И всё закончилось примирительным сексом.
А нам открылась новая грань близости. Рите так понравилось, что она, наполовину со смехом, обещала мне регулярно «включать стервозину» и устраивать семейные сцены. Просто, чтобы было за что каяться в постели.
А что до моей телепатии… Мне кажется, что из нас двоих истинный телепат — Марик. Девушка улавливает тончайшие нюансы в моем состоянии, малейшие перепады настроения.
Рита никогда мне не мешала. Когда я работаю, ее не слышно и не видно, но стоит подумать о ней, как она материализуется, плюхаясь ко мне на колени.
Иной раз меня тревожит мое «всеведение», тяготит знание того, что суждено, и наваливается тоска. А девушка будто чует — приблизится, прижмет мою голову к груди, не возбуждая, а утешая. И унимается душевная хворь…
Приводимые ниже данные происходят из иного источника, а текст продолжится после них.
//! Per-room actor: the single serialization point for a room key.
//!
//! Each room runs as one spawned task owning its durable log cache and its
//! session registry. Operations arrive as commands over a bounded mailbox
//! and execute one at a time in arrival order; rooms with different keys
//! share nothing and run fully in parallel.
//!
//! Ordering guarantee: a message is durably committed before it is
//! broadcast, so no live session can observe a message that is not
//! recoverable from the log. The one benign exception is a connecting
//! session's history snapshot, which is taken at connect time and may race
//! an in-flight ingest.

use crate::protocol::HistoryFrame;
use crate::session::{Session, SessionId, SessionRegistry};
use mailroom_storage::{log_key, DurableLog, StorageError};
use serde_json::Value;
use std::sync::Arc;
use std::time::Duration;
use thiserror::Error;
use tokio::sync::{mpsc, oneshot};
use tracing::{debug, trace, warn};

/// Tunables for one room actor.
#[derive(Debug, Clone)]
pub struct RoomConfig {
    /// Log length that triggers eviction when exceeded.
    pub log_high_water: usize,
    /// Entries kept after an eviction.
    pub log_retain: usize,
    /// Maximum entries in a history replay.
    pub history_limit: usize,
    /// Command mailbox capacity; senders block when full.
    pub mailbox_capacity: usize,
    /// Deadline for the durable write inside an ingest. A hung write would
    /// otherwise stall every later operation on the room.
    pub persist_timeout: Duration,
}

impl Default for RoomConfig {
    fn default() -> Self {
        Self {
            // Asymmetric on purpose: the log grows freely to the high-water
            // mark, then gets cut back to the retained tail in one step.
            log_high_water: 10_000,
            log_retain: 100,
            history_limit: 100,
            mailbox_capacity: 256,
            persist_timeout: Duration::from_secs(5),
        }
    }
}

/// Room operation errors.
#[derive(Debug, Error)]
pub enum RoomError {
    /// The room's actor task is gone.
    #[error("room is gone")]
    RoomGone,

    /// Durable log failure; the ingest was aborted and nothing was
    /// broadcast.
    #[error("storage error: {0}")]
    Storage(#[from] StorageError),

    /// Frame encoding failure.
    #[error("encoding error: {0}")]
    Encode(#[from] serde_json::Error),
}

/// Commands accepted by a room actor.
enum RoomCommand {
    Connect {
        session: Session,
    },
    Disconnect {
        session: SessionId,
    },
    Ingest {
        message: Value,
        reply: oneshot::Sender<Result<usize, RoomError>>,
    },
    Stats {
        reply: oneshot::Sender<RoomStats>,
    },
}

/// Point-in-time view of a room.
#[derive(Debug, Clone, Copy)]
pub struct RoomStats {
    /// Registered live sessions.
    pub sessions: usize,
    /// Entries in the actor's in-memory log cache. Reads 0 until the first
    /// connect or ingest loads the log, and again after a failed persist
    /// discards the cache; the durable log may be non-empty in both cases.
    pub log_len: usize,
}

/// Cloneable handle to one room's actor.
#[derive(Debug, Clone)]
pub struct RoomHandle {
    key: String,
    tx: mpsc::Sender<RoomCommand>,
}

impl RoomHandle {
    /// The room key this handle addresses.
    #[must_use]
    pub fn key(&self) -> &str {
        &self.key
    }

    /// Register a session with the room. The actor replays history to the
    /// session after registration; this call does not wait for that.
    ///
    /// # Errors
    ///
    /// Returns [`RoomError::RoomGone`] if the actor has stopped.
    pub async fn connect(&self, session: Session) -> Result<(), RoomError> {
        self.tx
            .send(RoomCommand::Connect { session })
            .await
            .map_err(|_| RoomError::RoomGone)
    }

    /// Remove a session after its socket closed or errored.
    ///
    /// # Errors
    ///
    /// Returns [`RoomError::RoomGone`] if the actor has stopped.
    pub async fn disconnect(&self, session: SessionId) -> Result<(), RoomError> {
        self.tx
            .send(RoomCommand::Disconnect { session })
            .await
            .map_err(|_| RoomError::RoomGone)
    }

    /// Append a message to the room's log, persist it, and broadcast it to
    /// every live session. Returns the number of sessions that accepted the
    /// frame.
    ///
    /// # Errors
    ///
    /// Returns a storage error if the durable write failed or timed out; in
    /// that case nothing was broadcast and the caller may retry.
    pub async fn ingest(&self, message: Value) -> Result<usize, RoomError> {
        let (reply, rx) = oneshot::channel();
        self.tx
            .send(RoomCommand::Ingest { message, reply })
            .await
            .map_err(|_| RoomError::RoomGone)?;
        rx.await.map_err(|_| RoomError::RoomGone)?
    }

    /// Fetch a point-in-time view of the room.
    ///
    /// # Errors
    ///
    /// Returns [`RoomError::RoomGone`] if the actor has stopped.
    pub async fn stats(&self) -> Result<RoomStats, RoomError> {
        let (reply, rx) = oneshot::channel();
        self.tx
            .send(RoomCommand::Stats { reply })
            .await
            .map_err(|_| RoomError::RoomGone)?;
        rx.await.map_err(|_| RoomError::RoomGone)
    }
}

/// Spawn the actor task for a room and return its handle.
#[must_use]
pub fn spawn_room(
    key: impl Into<String>,
    storage: Arc<dyn DurableLog>,
    config: RoomConfig,
) -> RoomHandle {
    let key = key.into();
    let (tx, rx) = mpsc::channel(config.mailbox_capacity);

    let actor = RoomActor {
        key: key.clone(),
        storage,
        config,
        registry: SessionRegistry::new(),
        log: None,
    };
    tokio::spawn(actor.run(rx));

    RoomHandle { key, tx }
}

/// State owned by one room's task.
struct RoomActor {
    key: String,
    storage: Arc<dyn DurableLog>,
    config: RoomConfig,
    registry: SessionRegistry,
    /// Cache of the durable log, loaded on first use. `None` also after a
    /// failed persist, forcing a reload of durable truth.
    log: Option<Vec<Value>>,
}

impl RoomActor {
    async fn run(mut self, mut rx: mpsc::Receiver<RoomCommand>) {
        debug!(room = %self.key, "Room actor started");

        while let Some(cmd) = rx.recv().await {
            match cmd {
                RoomCommand::Connect { session } => self.handle_connect(session).await,
                RoomCommand::Disconnect { session } => {
                    self.registry.remove(&session);
                }
                RoomCommand::Ingest { message, reply } => {
                    let _ = reply.send(self.handle_ingest(message).await);
                }
                RoomCommand::Stats { reply } => {
                    let _ = reply.send(RoomStats {
                        sessions: self.registry.len(),
                        log_len: self.log.as_ref().map(Vec::len).unwrap_or_default(),
                    });
                }
            }
        }

        debug!(room = %self.key, "Room actor stopped");
    }

    async fn handle_connect(&mut self, session: Session) {
        let id = session.id().clone();
        self.registry.add(session);
        debug!(room = %self.key, session = %id, sessions = self.registry.len(), "Session connected");

        // History goes out after registration, built from whatever is
        // committed at this instant. The send is an unbounded-channel
        // write, so neither the actor nor the caller's handshake waits on
        // the socket.
        match self.history_text().await {
            Ok(text) => {
                if !self.registry.send_to(&id, &text) {
                    warn!(room = %self.key, session = %id, "History delivery failed");
                }
            }
            Err(e) => {
                // The session stays registered for live traffic even when
                // the stored history cannot be read.
                warn!(room = %self.key, session = %id, error = %e, "History unavailable");
            }
        }
    }

    async fn history_text(&mut self) -> Result<String, RoomError> {
        let limit = self.config.history_limit;
        let log = self.log_mut().await?;
        let frame = HistoryFrame::from_log(log, limit);
        Ok(frame.encode()?)
    }

    async fn handle_ingest(&mut self, message: Value) -> Result<usize, RoomError> {
        let text = serde_json::to_string(&message)?;
        let key = log_key(&self.key);
        let high_water = self.config.log_high_water;
        let retain = self.config.log_retain;

        {
            let log = self.log_mut().await?;
            log.push(message);
            if log.len() > high_water {
                // Saturate: a retain count above the high-water mark must
                // not underflow into a panic that kills the actor.
                let cut = log.len().saturating_sub(retain);
                log.drain(..cut);
                debug!(room = %self.key, evicted = cut, retained = retain, "Log trimmed");
            }
        }

        // Commit before broadcast. On failure the cached log is discarded
        // so the next operation reloads durable truth, which still lacks
        // this message.
        let snapshot = self.log.as_deref().unwrap_or_default();
        let persisted = tokio::time::timeout(
            self.config.persist_timeout,
            self.storage.put(&key, snapshot),
        )
        .await;

        match persisted {
            Ok(Ok(())) => {}
            Ok(Err(e)) => {
                warn!(room = %self.key, error = %e, "Durable write failed; ingest aborted");
                self.log = None;
                return Err(e.into());
            }
            Err(_) => {
                warn!(room = %self.key, "Durable write timed out; ingest aborted");
                self.log = None;
                return Err(StorageError::Timeout.into());
            }
        }

        let outcome = self.registry.broadcast(&text);
        trace!(
            room = %self.key,
            delivered = outcome.delivered,
            dropped = outcome.dropped.len(),
            "Message broadcast"
        );

        Ok(outcome.delivered)
    }

    async fn log_mut(&mut self) -> Result<&mut Vec<Value>, StorageError> {
        if self.log.is_none() {
            let stored = self.storage.get(&log_key(&self.key)).await?;
            debug!(room = %self.key, entries = stored.len(), "Log loaded");
            self.log = Some(stored);
        }
        Ok(self.log.get_or_insert_with(Vec::new))
    }
}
…Поезд выехал на громыхающий мост. В окне показался остров, и Третья мельница вдали… А по зеленоватым водам сплавлялся белый «катер» — теплоходик ПТ-2. Или ПТ-4. Они оба курсируют по Бугу, заходят вверх по течению Синюхи. Речные автобусы.
Рита длинно вздохнула.
— Совсем скоро уже… — пробормотала она.
— Свадьба? — угадал я.
— Угу… — девушка прижалась теснее. — И я стану твоей женой… Ритой Гариной…
«Невестина робость… — мелькнуло в голове. — Знаем, проходили».
— Зато ты оденешь великолепное белое платье, — завел я тоном искусителя, — и будешь самой красивой за историю дворца бракосочетаний…
— …И ты возьмешь молодую жену на руки, — улыбнулась Рита, — и усадишь в машину…
— В белую «Чайку»! — подхватил я.
Девушка засмеялась, обнимая меня за шею, и воскликнула тихонько:
— Подъезжаем!
На солнце заблестела чересполосица путей, и завиднелся вокзал, синий с белым. Металлическим голосом занудил репродуктор, доносясь глухо и невнятно:
— Поезд «Москва — Одесса» прибывает на первую платформу…
Поклажи у нас было немного, сплошь подарки родителям невесты. Если честно, я был рад, что на семью Сулимы снизошел мир и покой. Блудная мама и жена вернулась домой.